:: Problem description ::
Within the records, tally the lines that contain "MockServer" and reply with that number only.
Start of Block
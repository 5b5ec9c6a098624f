// service/status_workflow.rs
//! Two-party status negotiation. One side proposes, the other confirms or
//! rejects; staff with override rights can set a status directly.

use crate::{
    dtos::workrequestdtos::UpdateStatusDto,
    error::ClientError,
    models::{
        usermodel::Session,
        workrequestmodel::{StatusState, WorkRequest, WorkRequestStatus},
    },
};

#[derive(Debug, Clone, Copy, PartialEq, Eq)]
pub enum StatusAction {
    Propose(WorkRequestStatus),
    Confirm,
    Reject,
    Override(WorkRequestStatus),
}

/// The request to send and the state the server is expected to answer with.
#[derive(Debug, Clone, PartialEq)]
pub struct StatusPlan {
    pub payload: UpdateStatusDto,
    pub expected: StatusState,
}

fn pending_of(
    id: i64,
    state: &StatusState,
    actor_id: i64,
) -> Result<(WorkRequestStatus, WorkRequestStatus), ClientError> {
    match *state {
        StatusState::Settled(_) => Err(ClientError::NoPendingChange(id)),
        StatusState::ProposedChange { proposer_id, .. } if proposer_id == actor_id => {
            Err(ClientError::SelfConfirmation(actor_id))
        }
        StatusState::ProposedChange {
            current, proposed, ..
        } => Ok((current, proposed)),
    }
}

/// Applies `action` by `actor` to `state` without touching the network.
pub fn apply(
    id: i64,
    state: &StatusState,
    actor: &Session,
    action: StatusAction,
) -> Result<StatusState, ClientError> {
    let current = state.current();
    if current.is_terminal() {
        return Err(ClientError::RequestClosed(id));
    }

    match action {
        StatusAction::Propose(next) => {
            if state.pending().is_some() {
                return Err(ClientError::ChangeAlreadyPending(id));
            }
            if !current.can_move_to(next) {
                return Err(ClientError::InvalidStatusTransition {
                    id,
                    from: current,
                    to: next,
                });
            }
            Ok(StatusState::ProposedChange {
                current,
                proposed: next,
                proposer_id: actor.user_id(),
            })
        }
        StatusAction::Confirm => {
            let (_, proposed) = pending_of(id, state, actor.user_id())?;
            Ok(StatusState::Settled(proposed))
        }
        StatusAction::Reject => {
            let (current, _) = pending_of(id, state, actor.user_id())?;
            Ok(StatusState::Settled(current))
        }
        StatusAction::Override(next) => {
            if !actor.role().can_override_status() {
                return Err(ClientError::PermissionDenied(format!(
                    "{} cannot set work request status directly",
                    actor.role().to_str()
                )));
            }
            if next == current && state.pending().is_none() {
                return Err(ClientError::InvalidStatusTransition {
                    id,
                    from: current,
                    to: next,
                });
            }
            Ok(StatusState::Settled(next))
        }
    }
}

/// Validates `action` against `request` and builds the status update body.
pub fn plan(
    request: &WorkRequest,
    actor: &Session,
    action: StatusAction,
) -> Result<StatusPlan, ClientError> {
    let expected = apply(request.id, &request.state, actor, action)?;

    let payload = match action {
        StatusAction::Propose(next) | StatusAction::Override(next) => {
            UpdateStatusDto::propose(next)
        }
        StatusAction::Confirm => match request.state.pending() {
            Some((proposed, _)) => UpdateStatusDto::confirm(proposed),
            None => return Err(ClientError::NoPendingChange(request.id)),
        },
        StatusAction::Reject => match request.state.pending() {
            Some((proposed, _)) => UpdateStatusDto::reject(proposed),
            None => return Err(ClientError::NoPendingChange(request.id)),
        },
    };

    Ok(StatusPlan { payload, expected })
}
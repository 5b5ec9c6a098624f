// api/reviewapi.rs
use async_trait::async_trait;

use super::client::{RequestOptions, ResourceClient};
use crate::{
    dtos::reviewdtos::{CreateReviewDto, UpdateReviewDto},
    error::ClientError,
    models::reviewmodel::Review,
};

#[async_trait]
pub trait ReviewExt {
    async fn create_review(&self, dto: &CreateReviewDto) -> Result<Review, ClientError>;

    async fn update_review(&self, id: i64, dto: &UpdateReviewDto) -> Result<Review, ClientError>;

    async fn get_user_reviews(&self, user_id: i64) -> Result<Vec<Review>, ClientError>;
}

#[async_trait]
impl ReviewExt for ResourceClient {
    async fn create_review(&self, dto: &CreateReviewDto) -> Result<Review, ClientError> {
        self.request("/reviews", RequestOptions::post().json(serde_json::to_value(dto)?))
            .await?
            .decode(&["review"])
    }

    async fn update_review(&self, id: i64, dto: &UpdateReviewDto) -> Result<Review, ClientError> {
        let path = format!("/reviews/{}", id);
        self.request(&path, RequestOptions::put().json(serde_json::to_value(dto)?))
            .await?
            .decode(&["review"])
    }

    async fn get_user_reviews(&self, user_id: i64) -> Result<Vec<Review>, ClientError> {
        let path = format!("/reviews/user/{}", user_id);
        self.request(&path, RequestOptions::get())
            .await?
            .decode(&["reviews"])
    }
}
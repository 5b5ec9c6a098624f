//! Shared fixtures for the integration tests: a wiremock server standing in
//! for the marketplace API and app states wired to it.
#![allow(dead_code)]

use std::sync::Arc;
use std::time::Duration;

use serde_json::{json, Value};
use wiremock::MockServer;
use workdesk::{
    config::Config,
    models::usermodel::{Session, User, UserRole},
    session::token_store::{MemoryTokenStore, TokenStore},
    AppState,
};

pub const TOKEN: &str = "test-token";
pub const CLIENT_ID: i64 = 1;
pub const PROVIDER_ID: i64 = 2;

pub fn user(id: i64, role: UserRole) -> User {
    User {
        id,
        name: format!("user-{}", id),
        email: format!("user{}@example.com", id),
        role,
        phone: Some("+966501234567".to_string()),
    }
}

pub fn user_json(id: i64, role: &str) -> Value {
    json!({
        "id": id,
        "name": format!("user-{}", id),
        "email": format!("user{}@example.com", id),
        "role": role,
        "phone": "+966501234567"
    })
}

/// Config whose pollers tick every `poll`.
pub fn config(server: &MockServer, poll: Duration) -> Config {
    let mut config = Config::with_base_url(server.uri());
    config.http_timeout = Duration::from_secs(5);
    config.notification_poll = poll;
    config.chat_poll = poll;
    config.conversations_poll = poll;
    config
}

pub fn anonymous(server: &MockServer) -> AppState {
    anonymous_with(server, Duration::from_secs(60), Arc::new(MemoryTokenStore::new()))
}

pub fn anonymous_with(server: &MockServer, poll: Duration, store: Arc<dyn TokenStore>) -> AppState {
    AppState::with_token_store(config(server, poll), store).expect("app state")
}

pub fn signed_in(server: &MockServer, id: i64, role: UserRole) -> AppState {
    signed_in_polling(server, id, role, Duration::from_secs(60))
}

pub fn signed_in_polling(server: &MockServer, id: i64, role: UserRole, poll: Duration) -> AppState {
    let store = Arc::new(MemoryTokenStore::with_session(Session::new(user(id, role), TOKEN)));
    let state = anonymous_with(server, poll, store);
    state.auth_service.restore().expect("restored session");
    state
}

pub fn work_request_json(id: i64, status: &str, pending: Option<(&str, i64)>) -> Value {
    let mut value = json!({
        "id": id,
        "user_id": CLIENT_ID,
        "title": "Fix kitchen sink",
        "description": "Leaking under the counter",
        "service_type": "local",
        "city": "riyadh",
        "category_ids": [3],
        "budget_min": "60.00",
        "budget_max": 200,
        "provider_id": PROVIDER_ID,
        "status": status,
        "pending_status": null,
        "pending_status_changed_by": null,
        "created_at": "2024-05-01T10:00:00Z"
    });
    if let Some((proposed, by)) = pending {
        value["pending_status"] = json!(proposed);
        value["pending_status_changed_by"] = json!(by);
    }
    value
}

pub fn notification_json(id: &str, kind: &str, data: Value, read: bool) -> Value {
    json!({
        "id": id,
        "type": kind,
        "title": "New message",
        "message": "You have a new message",
        "data": data,
        "read_at": if read { json!("2024-05-01T10:05:00Z") } else { Value::Null },
        "created_at": "2024-05-01T10:00:00Z"
    })
}

pub fn message_json(id: i64, sender: (i64, &str), receiver: i64, minute: u32) -> Value {
    json!({
        "id": id,
        "work_request_id": 42,
        "sender_id": sender.0,
        "receiver_id": receiver,
        "content": format!("message {}", id),
        "created_at": format!("2024-05-01T10:{:02}:00Z", minute),
        "sender": { "id": sender.0, "name": "someone", "role": sender.1 }
    })
}

/// Number of requests the mock server has seen for `path`.
pub async fn hits(server: &MockServer, path: &str) -> usize {
    server
        .received_requests()
        .await
        .unwrap_or_default()
        .iter()
        .filter(|request| request.url.path() == path)
        .count()
}
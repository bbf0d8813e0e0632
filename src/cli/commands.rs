//! CLI command implementations
//!
//! All command functions return `CliResult<ExitCode>` instead of calling
//! `process::exit`. Error handling and exits happen in the top-level `run()`.

use std::fs;
use std::path::Path;

use serde::Serialize;

use mockgen_syntax::ast::*;
use mockgen_syntax::diagnostics::SyntaxError;
use mockgen_syntax::{FileBuilder, IndexedFileBuilder, ParseConfig, Parsed, SyntaxFileBuilder, lexer, parser};

use crate::discovery;
use crate::outline::{OutlineOptions, render_outline_with};
use crate::project::{EnvWorkspacePath, ExplicitWorkspacePath, OPEN_PROJECT_ENV, ProjectPathFinder, WorkspacePathSource};

use super::{CliError, CliResult, ExitCode};

/// Parser configuration with CLI overrides applied.
pub fn parse_config(max_depth: Option<usize>) -> ParseConfig {
    match max_depth {
        Some(depth) => ParseConfig::new().with_max_nesting_depth(depth),
        None => ParseConfig::new(),
    }
}

/// Read a source file, refusing anything over the configured size.
pub fn read_source(path: &Path, config: &ParseConfig) -> CliResult<String> {
    discovery::read_source(path, config).map_err(|e| CliError::failure(format!("Error: {}", e)))
}

/// Render diagnostics against their source through miette's graphical handler.
pub fn format_diagnostics(name: &str, source: &str, diagnostics: &[SyntaxError]) -> String {
    let mut out = String::new();
    for err in diagnostics {
        let report = miette::Report::new(err.with_source(name, source.to_string()));
        out.push_str(&format!("{:?}\n", report));
    }
    out
}

/// Print diagnostics to stderr and pick the exit code.
fn finish(name: &str, source: &str, diagnostics: &[SyntaxError]) -> ExitCode {
    if diagnostics.is_empty() {
        return ExitCode::SUCCESS;
    }
    eprint!("{}", format_diagnostics(name, source, diagnostics));
    ExitCode::DIAGNOSTICS
}

/// Build a file's element tree, from the grammars or from a structure index.
pub fn build_tree(source: &str, index: Option<&Path>, config: ParseConfig) -> CliResult<Parsed<File>> {
    match index {
        Some(index_path) => {
            let json = fs::read_to_string(index_path).map_err(|e| {
                CliError::failure(format!("Error reading index '{}': {}", index_path.display(), e))
            })?;
            let builder = IndexedFileBuilder::from_json(&json)
                .map_err(|e| CliError::failure(format!("Error: {}: {}", index_path.display(), e)))?
                .with_config(config);
            Ok(builder.build(source))
        }
        None => Ok(SyntaxFileBuilder::with_config(config).build(source)),
    }
}

/// Print the outline of one file.
pub fn outline_file(
    file: &Path,
    index: Option<&Path>,
    spans: bool,
    declarations_only: bool,
    config: ParseConfig,
) -> CliResult<ExitCode> {
    let source = read_source(file, &config)?;
    let parsed = build_tree(&source, index, config)?;
    let options = OutlineOptions {
        spans,
        declarations_only,
    };
    print!("{}", render_outline_with(&parsed.node, options));
    Ok(finish(&file.display().to_string(), &source, &parsed.diagnostics))
}

/// Parse a single type identifier.
pub fn parse_type_text(text: &str, config: ParseConfig) -> CliResult<ExitCode> {
    match parser::parse_type_with(text, config) {
        Ok(ty) => {
            println!("{}\t{:?}\t{}..{}", ty.name, ty.kind, ty.span.start, ty.span.end);
            Ok(ExitCode::SUCCESS)
        }
        Err(err) => Err(CliError::new(
            format_diagnostics("<type>", text, std::slice::from_ref(&err)).trim_end(),
            ExitCode::DIAGNOSTICS,
        )),
    }
}

/// Lex and display tokens.
pub fn dump_tokens(file: &Path, config: ParseConfig) -> CliResult<ExitCode> {
    let source = read_source(file, &config)?;
    let (tokens, diagnostics) = lexer::lex_lossy(&source);
    for tok in &tokens {
        let newline = if tok.newline_before { " \u{21b5}" } else { "" };
        println!("{}..{}\t{:?}{}", tok.span.start, tok.span.end, tok.kind, newline);
    }
    Ok(finish(&file.display().to_string(), &source, &diagnostics))
}

/// Declaration counts for one scanned file.
#[derive(Debug, Clone, Default, PartialEq, Eq, Serialize)]
pub struct FileSummary {
    pub path: String,
    pub types: usize,
    pub functions: usize,
    pub variables: usize,
    pub subscripts: usize,
    pub diagnostics: usize,
}

impl<'ast> Visitor<'ast> for FileSummary {
    fn visit_type_declaration(&mut self, _decl: &'ast TypeDeclaration) {
        self.types += 1;
    }

    fn visit_function_declaration(&mut self, _decl: &'ast FunctionDeclaration) {
        self.functions += 1;
    }

    fn visit_variable_declaration(&mut self, _decl: &'ast VariableDeclaration) {
        self.variables += 1;
    }

    fn visit_subscript_declaration(&mut self, _decl: &'ast SubscriptDeclaration) {
        self.subscripts += 1;
    }
}

/// Count the declarations in one parsed file.
pub fn summarize(path: impl Into<String>, parsed: &Parsed<File>) -> FileSummary {
    let mut summary = FileSummary {
        path: path.into(),
        diagnostics: parsed.diagnostics.len(),
        ..FileSummary::default()
    };
    parsed.node.accept(&mut summary);
    summary
}

/// Resolve the open project, discover its sources and summarize each file.
pub fn scan_project(project: Option<String>, json: bool, config: ParseConfig) -> CliResult<ExitCode> {
    let source: Box<dyn WorkspacePathSource> = match project {
        Some(path) => Box::new(ExplicitWorkspacePath::new(path)),
        None => Box::new(EnvWorkspacePath::default()),
    };
    let project = ProjectPathFinder::new(source).find_open_project_path().ok_or_else(|| {
        CliError::failure(format!(
            "Error: no open project (pass an absolute path or set {})",
            OPEN_PROJECT_ENV
        ))
    })?;
    let root = project.source_root();
    tracing::info!(project = %project.path, kind = ?project.kind, "scanning project");

    let sources = discovery::discover_sources(&root, &config).map_err(|e| CliError::failure(format!("Error: {}", e)))?;
    let builder = SyntaxFileBuilder::with_config(config);
    let summaries: Vec<FileSummary> = sources
        .iter()
        .map(|file| {
            let relative = file.path.strip_prefix(&root).unwrap_or(&file.path);
            summarize(relative.display().to_string(), &builder.build(&file.source))
        })
        .collect();

    if json {
        let rendered = serde_json::to_string_pretty(&summaries)
            .map_err(|e| CliError::failure(format!("Error serializing summary: {}", e)))?;
        println!("{}", rendered);
    } else {
        for summary in &summaries {
            println!(
                "{}: {} types, {} functions, {} variables, {} subscripts",
                summary.path, summary.types, summary.functions, summary.variables, summary.subscripts
            );
            if summary.diagnostics > 0 {
                println!("  {} diagnostics", summary.diagnostics);
            }
        }
    }

    if summaries.iter().any(|s| s.diagnostics > 0) {
        Ok(ExitCode::DIAGNOSTICS)
    } else {
        Ok(ExitCode::SUCCESS)
    }
}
End of Block
:: Reply to the task ::
7